The adsorption, dissociation, and hydrogenation of phenol on the Pt(111) and Pd(111) surfaces have been studied using density functional theory slab calculations. The results show that phenol favors adsorption through a mixed σ–π interaction on both surfaces through its phenyl ring, with the hydrogen atoms and hydroxyl tilted away from the surface. The dissociation of phenol to phenoxy is both thermodynamically and kinetically favored on Pd but not on Pt. The phenoxy adsorbs on Pd through both the phenyl ring and the oxygen atom, whereas the O atom points away from the surface on Pt.

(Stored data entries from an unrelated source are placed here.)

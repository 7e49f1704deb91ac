//! Security Events
//!
//! Immutable event records flowing from log sources and feeds through the
//! bus to the correlator, the store, and live subscribers.

pub mod bus;
pub mod sources;

use std::net::IpAddr;

use chrono::{DateTime, Utc};
use serde::{Deserialize, Serialize};
use uuid::Uuid;

pub use bus::EventBus;

// ============================================================================
// SEVERITY / KIND
// ============================================================================

/// Ordered so the bus can find the lowest-severity tail to shed first.
#[derive(
    Debug, Clone, Copy, PartialEq, Eq, PartialOrd, Ord, Hash, Serialize, Deserialize,
)]
#[serde(rename_all = "lowercase")]
pub enum EventSeverity {
    Low,
    Medium,
    High,
    Critical,
}

impl EventSeverity {
    pub fn as_str(&self) -> &'static str {
        match self {
            EventSeverity::Low => "low",
            EventSeverity::Medium => "medium",
            EventSeverity::High => "high",
            EventSeverity::Critical => "critical",
        }
    }
}

#[derive(Debug, Clone, Copy, PartialEq, Eq, Hash, Serialize, Deserialize)]
#[serde(rename_all = "kebab-case")]
pub enum EventKind {
    /// Failed authentication attempt (sshd and friends)
    AuthFail,
    /// A packet hit a firewall log rule
    PortScanHit,
    /// Abnormal request/traffic rate
    RateAnomaly,
    /// Subject appeared in a threat intelligence feed
    FeedIndicator,
    /// A log source failed and was restarted
    SourceError,
    /// The bus shed queued events under backpressure
    EventsDropped,
    /// The correlator switched processing mode
    ModeSwitch,
}

impl EventKind {
    pub fn as_str(&self) -> &'static str {
        match self {
            EventKind::AuthFail => "auth-fail",
            EventKind::PortScanHit => "port-scan-hit",
            EventKind::RateAnomaly => "rate-anomaly",
            EventKind::FeedIndicator => "feed-indicator",
            EventKind::SourceError => "source-error",
            EventKind::EventsDropped => "events-dropped",
            EventKind::ModeSwitch => "mode-switch",
        }
    }
}

// ============================================================================
// SECURITY EVENT
// ============================================================================

#[derive(Debug, Clone, Serialize, Deserialize)]
pub struct SecurityEvent {
    pub id: Uuid,
    pub source_name: String,
    pub kind: EventKind,
    pub severity: EventSeverity,
    #[serde(default)]
    pub source_ip: Option<IpAddr>,
    #[serde(default)]
    pub target: Option<String>,
    pub observed_at: DateTime<Utc>,
    /// Deployment whose effect plausibly produced this event; breaks the
    /// autonomy feedback loop
    #[serde(default)]
    pub causal_tag: Option<Uuid>,
    /// Opaque original payload (log line, feed row)
    pub raw: String,
}

impl SecurityEvent {
    pub fn new(
        source_name: impl Into<String>,
        kind: EventKind,
        severity: EventSeverity,
        raw: impl Into<String>,
    ) -> Self {
        Self {
            id: Uuid::new_v4(),
            source_name: source_name.into(),
            kind,
            severity,
            source_ip: None,
            target: None,
            observed_at: Utc::now(),
            causal_tag: None,
            raw: raw.into(),
        }
    }

    pub fn with_source_ip(mut self, ip: IpAddr) -> Self {
        self.source_ip = Some(ip);
        self
    }

    pub fn with_target(mut self, target: impl Into<String>) -> Self {
        self.target = Some(target.into());
        self
    }
}

// ============================================================================
// SUBSCRIBER STREAM ITEMS
// ============================================================================

/// What live subscribers receive: raw security events interleaved with
/// lifecycle notifications from the facade.
#[derive(Debug, Clone, Serialize, Deserialize)]
#[serde(rename_all = "lowercase", tag = "stream")]
pub enum StreamItem {
    Event(SecurityEvent),
    Lifecycle(LifecycleNotice),
}

#[derive(Debug, Clone, Serialize, Deserialize)]
pub struct LifecycleNotice {
    pub kind: String,
    pub entity_id: Uuid,
    pub detail: String,
    pub at: DateTime<Utc>,
}

impl LifecycleNotice {
    pub fn new(kind: impl Into<String>, entity_id: Uuid, detail: impl Into<String>) -> Self {
        Self {
            kind: kind.into(),
            entity_id,
            detail: detail.into(),
            at: Utc::now(),
        }
    }
}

On Pt, the barrier for adding one hydrogen atom to the adsorbed phenol is 0.49 eV lower than the overall barrier for phenol dissociation to phenoxy followed by adding the hydrogen atom to its phenyl ring, resulting in direct hydrogenation of the adsorbed phenol to cyclohexanol as the dominant reaction pathway. In contrast, on Pd, the barrier for direct hydrogenation (1.22 eV) is higher than the overall barrier of dissociation followed by the hydrogenation process (0.85 eV), resulting in hydrogenation of the adsorbed phenoxy to cyclohexanone as the major reaction pathway. Microkinetics analysis confirms that hydrogenation of the adsorbed phenol is the dominant pathway on Pt, whereas phenoxy hydrogenation drives the turnover on Pd. These results are consistent with the experimentally observed selectivity of phenol hydrogenation on Pd and Pt catalysts.